■ **Dataset entries**:

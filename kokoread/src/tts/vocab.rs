use lazy_static::lazy_static;
use std::collections::HashMap;

/// Kokoro v1.0 symbol ids. Id 0 is the pad token.
const SYMBOLS: &[(char, i64)] = &[
    (';', 1), (':', 2), (',', 3), ('.', 4), ('!', 5), ('?', 6), ('—', 9), ('…', 10),
    ('"', 11), ('(', 12), (')', 13), ('“', 14), ('”', 15), (' ', 16), ('\u{0303}', 17),
    ('ʣ', 18), ('ʥ', 19), ('ʦ', 20), ('ʨ', 21), ('ᵝ', 22), ('\u{AB67}', 23),
    ('A', 24), ('I', 25), ('O', 31), ('Q', 33), ('S', 35), ('T', 36), ('W', 39), ('Y', 41),
    ('ᵊ', 42), ('a', 43), ('b', 44), ('c', 45), ('d', 46), ('e', 47), ('f', 48), ('h', 50),
    ('i', 51), ('j', 52), ('k', 53), ('l', 54), ('m', 55), ('n', 56), ('o', 57), ('p', 58),
    ('q', 59), ('r', 60), ('s', 61), ('t', 62), ('u', 63), ('v', 64), ('w', 65), ('x', 66),
    ('y', 67), ('z', 68), ('ɑ', 69), ('ɐ', 70), ('ɒ', 71), ('æ', 72), ('β', 75), ('ɔ', 76),
    ('ɕ', 77), ('ç', 78), ('ɖ', 80), ('ð', 81), ('ʤ', 82), ('ə', 83), ('ɚ', 85), ('ɛ', 86),
    ('ɜ', 87), ('ɟ', 90), ('ɡ', 92), ('ɥ', 99), ('ɨ', 101), ('ɪ', 102), ('ʝ', 103),
    ('ɯ', 110), ('ɰ', 111), ('ŋ', 112), ('ɳ', 113), ('ɲ', 114), ('ɴ', 115), ('ø', 116),
    ('ɸ', 118), ('θ', 119), ('œ', 120), ('ɹ', 123), ('ɾ', 125), ('ɻ', 126), ('ʁ', 128),
    ('ɽ', 129), ('ʂ', 130), ('ʃ', 131), ('ʈ', 132), ('ʧ', 133), ('ʊ', 135), ('ʋ', 136),
    ('ʌ', 138), ('ɣ', 139), ('ɤ', 140), ('χ', 142), ('ʎ', 143), ('ʒ', 147), ('ʔ', 148),
    ('ˈ', 156), ('ˌ', 157), ('ː', 158), ('ʰ', 162), ('ʲ', 164), ('↓', 169), ('→', 171),
    ('↗', 172), ('↘', 173), ('ᵻ', 177),
];

lazy_static! {
    pub static ref VOCAB: HashMap<char, i64> = SYMBOLS.iter().copied().collect();
}
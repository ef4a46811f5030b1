use std::collections::HashMap;
use std::fs::File;
use std::path::Path;

use ndarray::Array3;
use ndarray_npy::NpzReader;

use crate::error::TtsError;

pub const STYLE_DIM: usize = 256;

/// Style vectors for every voice in a `voices-v1.0.bin` archive.
///
/// Each voice holds one row per possible token count; longer inputs use
/// later rows.
pub struct VoicePacks {
    styles: HashMap<String, Vec<[f32; STYLE_DIM]>>,
}

impl VoicePacks {
    pub fn load(path: &Path) -> Result<Self, TtsError> {
        let voices_err = |message: String| TtsError::Voices {
            path: path.to_path_buf(),
            message,
        };

        let mut npz = NpzReader::new(File::open(path)?).map_err(|e| voices_err(e.to_string()))?;
        let names = npz.names().map_err(|e| voices_err(e.to_string()))?;

        let mut styles = HashMap::new();
        for name in names {
            let data: Array3<f32> = npz
                .by_name(&name)
                .map_err(|e| voices_err(format!("{name}: {e}")))?;
            let rows = data
                .outer_iter()
                .map(|row| {
                    let mut style = [0.0; STYLE_DIM];
                    for (slot, value) in style.iter_mut().zip(row.iter()) {
                        *slot = *value;
                    }
                    style
                })
                .collect();
            let voice = name.strip_suffix(".npy").unwrap_or(&name).to_string();
            styles.insert(voice, rows);
        }

        let pack = Self { styles };
        tracing::debug!("voice styles loaded: {:?}", pack.names());
        Ok(pack)
    }

    pub fn from_styles(styles: HashMap<String, Vec<[f32; STYLE_DIM]>>) -> Self {
        Self { styles }
    }

    pub fn names(&self) -> Vec<&str> {
        let mut names: Vec<&str> = self.styles.keys().map(String::as_str).collect();
        names.sort_unstable();
        names
    }

    /// Checks a plain voice id or a mix such as `af_sarah.4+af_nicole.6`.
    pub fn validate(&self, voice: &str) -> Result<(), TtsError> {
        for (name, _) in parse_voice(voice)? {
            if !self.styles.contains_key(name) {
                return Err(TtsError::UnknownVoice(name.to_string()));
            }
        }
        Ok(())
    }

    /// The style vector for `voice` when synthesizing `token_count` tokens.
    pub fn style(&self, voice: &str, token_count: usize) -> Result<Vec<f32>, TtsError> {
        let mut blended = vec![0.0; STYLE_DIM];
        for (name, weight) in parse_voice(voice)? {
            let rows = self
                .styles
                .get(name)
                .ok_or_else(|| TtsError::UnknownVoice(name.to_string()))?;
            let Some(last) = rows.len().checked_sub(1) else {
                return Err(TtsError::UnknownVoice(name.to_string()));
            };
            let row = &rows[token_count.saturating_sub(1).min(last)];
            for (acc, value) in blended.iter_mut().zip(row.iter()) {
                *acc += value * weight;
            }
        }
        Ok(blended)
    }
}

/// `af_sarah.4+af_nicole.6` → `[("af_sarah", 0.4), ("af_nicole", 0.6)]`,
/// a plain id gets weight 1.
fn parse_voice(voice: &str) -> Result<Vec<(&str, f32)>, TtsError> {
    if !voice.contains('+') {
        return Ok(vec![(voice, 1.0)]);
    }
    voice
        .split('+')
        .map(|part| {
            let (name, portion) = part
                .split_once('.')
                .ok_or_else(|| TtsError::VoiceMix(voice.to_string()))?;
            let portion: f32 = portion
                .parse()
                .map_err(|_| TtsError::VoiceMix(voice.to_string()))?;
            Ok((name, portion * 0.1))
        })
        .collect()
}

#[cfg(test)]
mod tests {
    use super::*;

    fn packs() -> VoicePacks {
        let mut styles = HashMap::new();
        styles.insert(
            "af_heart".to_string(),
            vec![[1.0; STYLE_DIM], [2.0; STYLE_DIM], [3.0; STYLE_DIM]],
        );
        styles.insert("bf_emma".to_string(), vec![[10.0; STYLE_DIM]; 3]);
        VoicePacks::from_styles(styles)
    }

    #[test]
    fn style_row_follows_token_count() {
        let packs = packs();
        assert_eq!(packs.style("af_heart", 1).unwrap()[0], 1.0);
        assert_eq!(packs.style("af_heart", 2).unwrap()[0], 2.0);
        // past the end of the pack the last row is reused
        assert_eq!(packs.style("af_heart", 40).unwrap()[0], 3.0);
        assert_eq!(packs.style("af_heart", 0).unwrap()[0], 1.0);
    }

    #[test]
    fn mixes_are_weighted_sums() {
        let packs = packs();
        let style = packs.style("af_heart.5+bf_emma.5", 1).unwrap();
        assert!((style[0] - 5.5).abs() < 1e-5);
        assert_eq!(style.len(), STYLE_DIM);
    }

    #[test]
    fn unknown_and_malformed_voices() {
        let packs = packs();
        assert!(matches!(
            packs.validate("am_adam"),
            Err(TtsError::UnknownVoice(v)) if v == "am_adam"
        ));
        assert!(matches!(
            packs.validate("af_heart.5+am_adam.5"),
            Err(TtsError::UnknownVoice(v)) if v == "am_adam"
        ));
        assert!(matches!(
            packs.validate("af_heart+bf_emma"),
            Err(TtsError::VoiceMix(_))
        ));
        assert!(packs.validate("af_heart").is_ok());
    }

    #[test]
    fn names_are_sorted() {
        assert_eq!(packs().names(), vec!["af_heart", "bf_emma"]);
    }
}
use std::path::Path;
use std::time::Duration;

/// Mono 32-bit float, the format the model produces.
pub fn wav_spec(sample_rate: u32) -> hound::WavSpec {
    hound::WavSpec {
        channels: 1,
        sample_rate,
        bits_per_sample: 32,
        sample_format: hound::SampleFormat::Float,
    }
}

pub fn write_wav(path: &Path, samples: &[f32], sample_rate: u32) -> Result<(), hound::Error> {
    let mut writer = hound::WavWriter::create(path, wav_spec(sample_rate))?;
    for &sample in samples {
        writer.write_sample(sample)?;
    }
    writer.finalize()
}

/// Length of a WAV file from its header.
pub fn wav_duration(path: &Path) -> Result<Duration, hound::Error> {
    let reader = hound::WavReader::open(path)?;
    let spec = reader.spec();
    let frames = reader.duration();
    Ok(Duration::from_secs_f64(
        f64::from(frames) / f64::from(spec.sample_rate),
    ))
}

#[cfg(test)]
mod tests {
    use super::*;

    #[test]
    fn written_file_reports_its_length() {
        let dir = tempfile::tempdir().unwrap();
        let path = dir.path().join("half-second.wav");
        write_wav(&path, &vec![0.25; 12_000], 24_000).unwrap();

        let duration = wav_duration(&path).unwrap();
        assert_eq!(duration, Duration::from_millis(500));

        let reader = hound::WavReader::open(&path).unwrap();
        assert_eq!(reader.spec(), wav_spec(24_000));
    }

    #[test]
    fn overwrites_existing_file() {
        let dir = tempfile::tempdir().unwrap();
        let path = dir.path().join("again.wav");
        write_wav(&path, &vec![0.0; 48_000], 24_000).unwrap();
        write_wav(&path, &vec![0.0; 24_000], 24_000).unwrap();
        assert_eq!(wav_duration(&path).unwrap(), Duration::from_secs(1));
    }
}
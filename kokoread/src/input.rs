//! Works out what to read and what to call the output.

use std::fs;
use std::path::{Path, PathBuf};

use crate::error::InputError;

pub const DEFAULT_INPUT_FILE: &str = "demo/tongue-twister.txt";

const TEXT_LABEL: &str = "chat";
const CLIPBOARD_LABEL: &str = "copied";

/// The input-related flags, before resolution.
#[derive(Debug, Clone)]
pub struct InputRequest {
    pub text: Option<String>,
    pub clipboard: bool,
    pub input_file: PathBuf,
    pub title: Option<String>,
}

impl Default for InputRequest {
    fn default() -> Self {
        Self {
            text: None,
            clipboard: false,
            input_file: PathBuf::from(DEFAULT_INPUT_FILE),
            title: None,
        }
    }
}

#[derive(Debug, Clone, PartialEq, Eq)]
pub enum InputSource {
    Argument,
    Clipboard,
    File(PathBuf),
}

#[derive(Debug, Clone)]
pub struct ResolvedInput {
    pub text: String,
    /// Already sanitized.
    pub label: String,
    pub source: InputSource,
}

pub trait ClipboardReader {
    fn read_text(&mut self) -> Result<String, InputError>;
}

/// The desktop clipboard. An empty (or non-text) clipboard reads as "".
#[derive(Debug, Default)]
pub struct SystemClipboard;

impl ClipboardReader for SystemClipboard {
    fn read_text(&mut self) -> Result<String, InputError> {
        let mut clipboard =
            arboard::Clipboard::new().map_err(|e| InputError::Clipboard(e.to_string()))?;
        match clipboard.get_text() {
            Ok(text) => Ok(text),
            Err(arboard::Error::ContentNotAvailable) => Ok(String::new()),
            Err(e) => Err(InputError::Clipboard(e.to_string())),
        }
    }
}

/// Positional text beats the clipboard, the clipboard beats the input file.
/// A non-empty title always replaces the derived label, whitespace included.
pub fn resolve_input(
    request: &InputRequest,
    clipboard: &mut impl ClipboardReader,
) -> Result<ResolvedInput, InputError> {
    let (text, label, source) = match request.text.as_deref().filter(|t| !t.is_empty()) {
        Some(text) => (text.to_string(), TEXT_LABEL.to_string(), InputSource::Argument),
        None if request.clipboard => {
            tracing::info!("using copied text as input");
            let text = clipboard.read_text()?;
            if text.trim().is_empty() {
                tracing::warn!("clipboard is empty");
            }
            (text, CLIPBOARD_LABEL.to_string(), InputSource::Clipboard)
        }
        None => {
            let path = &request.input_file;
            let text = fs::read_to_string(path).map_err(|source| InputError::ReadFile {
                path: path.clone(),
                source,
            })?;
            (text, file_label(path), InputSource::File(path.clone()))
        }
    };

    let label = match request.title.as_deref() {
        Some(title) if !title.is_empty() => title.to_string(),
        _ => label,
    };

    tracing::debug!(?source, label = %label, chars = text.chars().count(), "resolved input");

    Ok(ResolvedInput {
        text,
        label: sanitize_label(&label),
        source,
    })
}

/// File name with its last extension removed.
fn file_label(path: &Path) -> String {
    path.file_stem()
        .map(|s| s.to_string_lossy().into_owned())
        .unwrap_or_else(|| path.to_string_lossy().into_owned())
}

/// Makes a label safe to use as a directory and file name prefix.
pub fn sanitize_label(label: &str) -> String {
    label
        .chars()
        .map(|c| match c {
            '/' | '\\' => '_',
            c if c.is_whitespace() => '_',
            c => c,
        })
        .collect()
}
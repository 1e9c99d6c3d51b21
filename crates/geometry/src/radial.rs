use crate::angle::{self, FULL_TURN};
use crate::point::Point;
use derive_more::{AsRef, Deref, Display, From, Into};
use serde::{Deserialize, Serialize};
use serde_with::DeserializeFromStr;
use strum::{Display as StrumDisplay, EnumIter, EnumString, IntoEnumIterator};

pub const SLOT_COUNT: usize = 8;
pub const ANGLE_STEP: f64 = FULL_TURN / SLOT_COUNT as f64;

#[derive(
    Debug,
    Clone,
    Copy,
    PartialEq,
    Eq,
    Hash,
    Serialize,
    DeserializeFromStr,
    EnumString,
    EnumIter,
    StrumDisplay,
)]
#[strum(ascii_case_insensitive)]
#[serde(rename_all = "lowercase")]
pub enum Direction {
    #[strum(serialize = "North", serialize = "n", serialize = "0")]
    North,
    #[strum(serialize = "NorthEast", serialize = "ne", serialize = "1")]
    NorthEast,
    #[strum(serialize = "East", serialize = "e", serialize = "2")]
    East,
    #[strum(serialize = "SouthEast", serialize = "se", serialize = "3")]
    SouthEast,
    #[strum(serialize = "South", serialize = "s", serialize = "4")]
    South,
    #[strum(serialize = "SouthWest", serialize = "sw", serialize = "5")]
    SouthWest,
    #[strum(serialize = "West", serialize = "w", serialize = "6")]
    West,
    #[strum(serialize = "NorthWest", serialize = "nw", serialize = "7")]
    NorthWest,
}

impl Direction {
    pub fn as_index(&self) -> usize {
        *self as usize
    }

    pub fn from_index(idx: usize) -> Option<Self> {
        Self::iter().nth(idx % SLOT_COUNT)
    }

    /// Compass bearing of this direction in degrees.
    pub fn angle(&self) -> f64 {
        self.as_index() as f64 * ANGLE_STEP
    }

    pub fn is_cardinal(&self) -> bool {
        self.as_index() % 2 == 0
    }
}

#[derive(
    Debug, Clone, PartialEq, Eq, Hash, Serialize, Deserialize, Display, Deref, From, Into, AsRef,
)]
#[serde(transparent)]
pub struct ItemLabel(String);

crate::impl_label_newtype!(ItemLabel);

/// A circle of fixed radius around a center. Every radial widget places its
/// children through this type so they all share one angle convention.
#[derive(Debug, Clone, Copy, PartialEq)]
pub struct RadialLayout {
    pub center: Point,
    pub radius: f64,
}

impl RadialLayout {
    pub fn new(center: Point, radius: f64) -> Self {
        Self { center, radius }
    }

    pub fn place(&self, degrees: f64) -> Point {
        angle::angle_to_position(degrees, self.radius, self.center)
    }

    /// `count` positions spread evenly, the first one straight up.
    pub fn evenly_spaced(&self, count: usize) -> Vec<Point> {
        if count == 0 {
            return Vec::new();
        }
        let step = FULL_TURN / count as f64;
        (0..count).map(|i| self.place(i as f64 * step)).collect()
    }

    pub fn tick_marks(&self, count: usize, inner: f64, outer: f64) -> Vec<TickMark> {
        if count == 0 {
            return Vec::new();
        }
        let step = FULL_TURN / count as f64;
        (0..count)
            .map(|i| {
                let degrees = i as f64 * step;
                TickMark {
                    degrees,
                    from: angle::angle_to_position(degrees, inner, self.center),
                    to: angle::angle_to_position(degrees, outer, self.center),
                }
            })
            .collect()
    }
}

/// A radial line segment, drawn from `from` (inner end) to `to` (outer end).
#[derive(Debug, Clone, Copy, PartialEq)]
pub struct TickMark {
    pub degrees: f64,
    pub from: Point,
    pub to: Point,
}

/// Diameters and radii of the compass navigation wheel, in pixels.
#[derive(Debug, Clone, Copy, PartialEq, Serialize, Deserialize)]
#[serde(default)]
pub struct WheelSizes {
    pub collapsed: f64,
    pub expanded: f64,
    pub hub_collapsed: f64,
    pub hub_expanded: f64,
    /// Section labels sit on this circle when expanded.
    pub label_radius: f64,
}

impl Default for WheelSizes {
    fn default() -> Self {
        Self {
            collapsed: 70.0,
            expanded: 280.0,
            hub_collapsed: 54.0,
            hub_expanded: 70.0,
            label_radius: 100.0,
        }
    }
}

/// What lies under a pointer on the wheel.
#[derive(Debug, Clone, Copy, PartialEq, Eq)]
pub enum WheelHit {
    Hub,
    Section(Direction),
    /// Inside the wheel but it has no sections.
    Ring,
    /// The backdrop around the wheel.
    Outside,
}

#[derive(Debug, Clone, PartialEq, Eq)]
pub enum NavAction {
    Navigate(ItemLabel),
    Expand,
    Collapse,
    Nothing,
}

/// Compass-style navigation: up to eight labelled sections around a hub.
///
/// Collapsed, the wheel is a small button that expands when its hub is
/// clicked. Expanded, a click selects the section nearest to the pointer's
/// bearing, the hub navigates to its own label and the backdrop collapses
/// the wheel again.
#[derive(Debug, Clone)]
pub struct NavWheel {
    center: Point,
    sizes: WheelSizes,
    sections: [Option<ItemLabel>; SLOT_COUNT],
    hub: Option<ItemLabel>,
    expanded: bool,
    hovered: Option<WheelHit>,
}

impl NavWheel {
    pub fn new<I>(sections: I, hub: Option<ItemLabel>, center: Point, sizes: WheelSizes) -> Self
    where
        I: IntoIterator<Item = (Direction, ItemLabel)>,
    {
        let mut slots: [Option<ItemLabel>; SLOT_COUNT] = Default::default();
        for (dir, label) in sections {
            slots[dir.as_index()] = Some(label);
        }
        Self {
            center,
            sizes,
            sections: slots,
            hub,
            expanded: false,
            hovered: None,
        }
    }

    pub fn center(&self) -> Point {
        self.center
    }

    pub fn set_center(&mut self, center: Point) {
        self.center = center;
    }

    pub fn is_expanded(&self) -> bool {
        self.expanded
    }

    pub fn set_expanded(&mut self, expanded: bool) {
        self.expanded = expanded;
        self.hovered = None;
    }

    pub fn section(&self, dir: Direction) -> Option<&ItemLabel> {
        self.sections[dir.as_index()].as_ref()
    }

    pub fn hub_label(&self) -> Option<&ItemLabel> {
        self.hub.as_ref()
    }

    pub fn hovered(&self) -> Option<WheelHit> {
        self.hovered
    }

    pub fn radius(&self) -> f64 {
        let size = if self.expanded {
            self.sizes.expanded
        } else {
            self.sizes.collapsed
        };
        size / 2.0
    }

    pub fn hub_radius(&self) -> f64 {
        let size = if self.expanded {
            self.sizes.hub_expanded
        } else {
            self.sizes.hub_collapsed
        };
        size / 2.0
    }

    fn filled(&self) -> impl Iterator<Item = (Direction, &ItemLabel)> {
        Direction::iter().filter_map(|d| self.section(d).map(|label| (d, label)))
    }

    /// Label anchors of the filled sections; empty while collapsed.
    pub fn label_positions(&self) -> Vec<(Direction, Point)> {
        if !self.expanded {
            return Vec::new();
        }
        let layout = RadialLayout::new(self.center, self.sizes.label_radius);
        self.filled().map(|(d, _)| (d, layout.place(d.angle()))).collect()
    }

    /// Divider strokes at each filled section, from the hub edge to the ring.
    pub fn dividers(&self) -> Vec<TickMark> {
        if !self.expanded {
            return Vec::new();
        }
        let (inner, outer) = (self.hub_radius(), self.radius());
        self.filled()
            .map(|(d, _)| TickMark {
                degrees: d.angle(),
                from: angle::angle_to_position(d.angle(), inner, self.center),
                to: angle::angle_to_position(d.angle(), outer, self.center),
            })
            .collect()
    }

    pub fn hit_test(&self, pointer: Point) -> WheelHit {
        let dist = self.center.distance(pointer);
        if !dist.is_finite() || dist > self.radius() {
            return WheelHit::Outside;
        }
        if dist <= self.hub_radius() || !self.expanded {
            return WheelHit::Hub;
        }
        let bearing = angle::pointer_angle(self.center, pointer);
        self.filled()
            .min_by(|(a, _), (b, _)| {
                angle::angle_difference(bearing, a.angle())
                    .total_cmp(&angle::angle_difference(bearing, b.angle()))
            })
            .map_or(WheelHit::Ring, |(d, _)| WheelHit::Section(d))
    }

    /// Tracks hover while expanded. Returns true when the hovered target changed.
    pub fn hover(&mut self, pointer: Point) -> bool {
        let hit = match self.hit_test(pointer) {
            _ if !self.expanded => None,
            WheelHit::Outside | WheelHit::Ring => None,
            hit => Some(hit),
        };
        let changed = hit != self.hovered;
        self.hovered = hit;
        changed
    }

    pub fn click(&mut self, pointer: Point) -> NavAction {
        let hit = self.hit_test(pointer);
        let action = match (self.expanded, hit) {
            (false, WheelHit::Hub) => NavAction::Expand,
            (false, _) => NavAction::Nothing,
            (true, WheelHit::Hub) => match &self.hub {
                Some(label) => NavAction::Navigate(label.clone()),
                None => NavAction::Collapse,
            },
            (true, WheelHit::Section(d)) => match self.section(d) {
                Some(label) => NavAction::Navigate(label.clone()),
                None => NavAction::Nothing,
            },
            (true, WheelHit::Ring) => NavAction::Nothing,
            (true, WheelHit::Outside) => NavAction::Collapse,
        };
        match action {
            NavAction::Expand => self.set_expanded(true),
            NavAction::Collapse => self.set_expanded(false),
            _ => {}
        }
        log::debug!("nav wheel click {:?} -> {:?}", hit, action);
        action
    }
}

■ **Instructions to follow**: Throughout the records above, find the lines in which the word "backdrop" appears and return them.

■ **Solution for this problem**:
    /// The backdrop around the wheel.
/// bearing, the hub navigates to its own label and the backdrop collapses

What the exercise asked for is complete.